Jerry's Artarama
- Type: Private
- Founded: 1968; 58 years ago in Long Island, New York, United States
- Founder: Jerry Goldstein
- Headquarters: Raleigh, North Carolina, United States
- Area served: Worldwide
- Products: Art materials
- Website: www.jerrysartarama.com

= Jerry's Artarama =

American art supplies company

Jerry's Artarama is an originator of discount art supplies and materials company currently based in North Carolina, United States. The art materials it provides include fine artist paints, canvas and boards, brushes and palette knives, easels, frames as well as extensive custom canvas and frame departments. They also offer custom picture framing services.

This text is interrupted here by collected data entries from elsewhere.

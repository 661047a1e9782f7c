#![warn(clippy::pedantic)]
#![allow(clippy::module_name_repetitions)]
#![allow(clippy::unreadable_literal)]

use serenity::{prelude::GatewayIntents, Client};
use tracing::{error, info};

mod commands;
mod common;
mod events;
mod models;
#[cfg(test)]
mod tests;

#[tokio::main]
async fn main() {
    let config = match models::config::BotConfig::from_env() {
        Ok(config) => config,
        Err(err) => {
            eprintln!("Could not load configuration: {err}");
            return;
        }
    };

    let log_level = if config.debug {
        tracing::Level::DEBUG
    } else {
        tracing::Level::INFO
    };
    tracing_subscriber::fmt().with_max_level(log_level).init();

    match config.command_guild {
        Some(guild_id) => info!("Commands will be registered to guild {}", guild_id),
        None => info!("Commands will be registered globally"),
    }

    // Discord client connection
    let handler = models::handler::Handler {
        command_guild: config.command_guild,
    };
    let intents = GatewayIntents::GUILDS
        | GatewayIntents::GUILD_MEMBERS
        | GatewayIntents::GUILD_VOICE_STATES;
    let mut client = match Client::builder(&config.discord_token, intents)
        .event_handler(handler)
        .await
    {
        Ok(client) => client,
        Err(err) => {
            error!("Attempted to build Discord client, but failed with error: {}", err);
            return;
        }
    };

    if let Err(err) = client.start_autosharded().await {
        error!(
            "Attempted to start Discord client, but failed with error: {}",
            err
        );
    }
}
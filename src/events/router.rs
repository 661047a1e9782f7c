use serenity::{
    all::Interaction,
    model::prelude::Ready,
    prelude::{Context, EventHandler},
};

use crate::models::handler::Handler;

#[serenity::async_trait]
impl EventHandler for Handler {
    async fn ready(&self, ctx: Context, ready: Ready) {
        self.on_ready(ctx, ready).await;
    }

    async fn interaction_create(&self, ctx: Context, interaction: Interaction) {
        if let Interaction::Command(command) = interaction {
            self.on_command(ctx, command).await;
        }
    }
}
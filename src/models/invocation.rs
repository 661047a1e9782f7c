use super::member::MemberProfile;

pub struct Invocation {
    pub invoker: MemberProfile,
    pub target: Option<MemberProfile>,
}

impl Invocation {
    /// The member a command acts on: the explicit target, otherwise the invoker.
    pub fn resolve_target(&self) -> &MemberProfile {
        self.target.as_ref().unwrap_or(&self.invoker)
    }
}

In addition to art materials and supplies, Jerry's Artarama also arranges instructional workshops, art contests, free online video art lessons, new art supply demonstrations, and special art-related events across the country. They also sponsor scholarships for student artists in universities and colleges. In 2015, Jerry's established The Gerald Goldstein Foundation in memory of the company's founder; it grants scholarships to students artists.

==History==
In 1968, Gerald "Jerry" Goldstein and his wife Arline Goldstein founded Jerry's Artarama in Great Neck, a neighborhood of Long Island, New York. Goldstein had been managing a toy store in Long Island, in which he convinced his boss to stock art supplies, before he started his own business.

Circa 1984, Venture reported that the International Brotherhood of Teamsters Local 810 led a three-week strike against the Queens Jerry's Artarama.

In 1979, New York congressman Benjamin Rosenthal reported purchasing supplies for drafting a bill at Jerry's Artarama as a disbursement on his contingency fund.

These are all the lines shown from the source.